跑警报有这么多趣事,不跑警报,也有趣事。一个女同学利用这个机会洗头,一个男同学利用这个机会煮莲子,即使飞机炸了附近什么地方,他仍然怡然自得地享受他的莲子。文章写到这里,几乎全是趣事,轻松无比。忽然笔锋一转,说是飞机也炸死过人。田地里死过不少人,但没有太大的伤亡。
这一笔,从文章构思上来说,可以叫做补笔。为什么呢?开篇我们就说过,飞机空袭是一件恐怖的事情。但作家的文风,却追求一种轻松、幽默的风格。一连串写了许多轻松的故事,幽默随着不和谐感的强化而强化。读者也可能发生疑问,在这样的民族灾难面前,作家怎么能够幽默轻松得起来。作家的这一笔,应该是一个交代。因为没有太大的伤亡,所以才幽默得起来,如果每一次都是血肉横飞、尸横遍野,这样轻松幽默,就是歪曲现实了。鲁迅在世时,对林语堂提倡幽默一直怀着警惕,就是担心把刽子手的凶残当作屠夫的一笑。
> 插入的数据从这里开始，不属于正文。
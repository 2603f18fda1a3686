//! PlannerBuilder - Planner の構築とワイヤリング
//!
//! # Fail-fast 設計
//! - ストアは必須。未設定なら build() が BuildError を返す
//! - 設定からの構築では REST ストアの URL・テーブル名をこの時点で検証する
//! - clock は SystemClock、session はサインアウト状態が既定値

use std::sync::Arc;

use super::planner::Planner;
use super::repository::TaskRepository;
use super::session::Session;
use crate::config::{Backend, Config};
use crate::domain::{OwnerId, StoreError};
use crate::impls::{InMemoryTaskStore, RestTaskStore};
use crate::ports::{Clock, StaticToken, SystemClock, TaskStore, UlidGenerator};

/// BuildError は Planner 構築時のエラー
#[derive(Debug, thiserror::Error)]
pub enum BuildError {
    #[error("no task store configured")]
    MissingStore,

    #[error("task store could not be set up: {0}")]
    Store(#[from] StoreError),
}

/// PlannerBuilder は Planner を構築
///
/// # 使用例
/// ```ignore
/// let planner = PlannerBuilder::new()
///     .store(Arc::new(store))
///     .session(Session::with_static_token("user_1", token))
///     .build()?;
/// ```
#[derive(Default)]
pub struct PlannerBuilder {
    store: Option<Arc<dyn TaskStore>>,
    clock: Option<Arc<dyn Clock>>,
    session: Option<Session>,
}

impl PlannerBuilder {
    pub fn new() -> Self {
        Self::default()
    }

    /// 設定ファイル（＋環境変数）から backend と session を決める
    pub fn from_config(config: &Config) -> Result<Self, BuildError> {
        let store: Arc<dyn TaskStore> = match config.store.backend {
            Backend::Rest => Arc::new(RestTaskStore::from_config(&config.store)?),
            Backend::Memory => Arc::new(InMemoryTaskStore::new(UlidGenerator::new(SystemClock))),
        };
        let owner = config.session.owner.clone().map(OwnerId::new);
        let tokens = match &config.session.token {
            Some(token) => StaticToken::new(token.clone()),
            None => StaticToken::signed_out(),
        };
        Ok(Self::new()
            .store(store)
            .session(Session::new(owner, Arc::new(tokens))))
    }

    pub fn store(mut self, store: Arc<dyn TaskStore>) -> Self {
        self.store = Some(store);
        self
    }

    pub fn clock(mut self, clock: Arc<dyn Clock>) -> Self {
        self.clock = Some(clock);
        self
    }

    pub fn session(mut self, session: Session) -> Self {
        self.session = Some(session);
        self
    }

    pub fn build(self) -> Result<Planner, BuildError> {
        let store = self.store.ok_or(BuildError::MissingStore)?;
        let clock = self.clock.unwrap_or_else(|| Arc::new(SystemClock));
        let session = self.session.unwrap_or_else(Session::signed_out);
        Ok(Planner::new(TaskRepository::new(store), session, clock))
    }
}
汪曾祺是一个很有思想的作家,他对这一点是很有警惕性的。除了这一笔以外,还有最为重要的一笔:
日本人派飞机来轰炸昆明,其实没有什么实际的军事意义,用意不过是吓唬吓唬昆明人,施加威胁,使人产生恐惧。他们不知道中国人的心理是有很大的弹性的,不那么容易被吓得魂不附体。我们这个民族,长期以来,生于忧患,已经很“皮实”了,对于任何猝然而来的灾难,都用一种“儒道互补”的精神对待之。这种“儒道互补”的真髓,即“不在乎”。这种“不在乎”精神,是永远征不服的。
为了反映“不在乎”,作《跑警报》。
这一段,是对全文的注解。文章写了那么多有趣好玩、不和谐的道理,充满幽默感的、好玩的人和事,并不是低级趣味的搞笑,而有着深刻的、哲学性的思考。在这种不在乎的谐趣中,作者揭示了我们民族在灾难中顽强不屈的精神的一个侧面,同时也表现了自己精神的一种境界。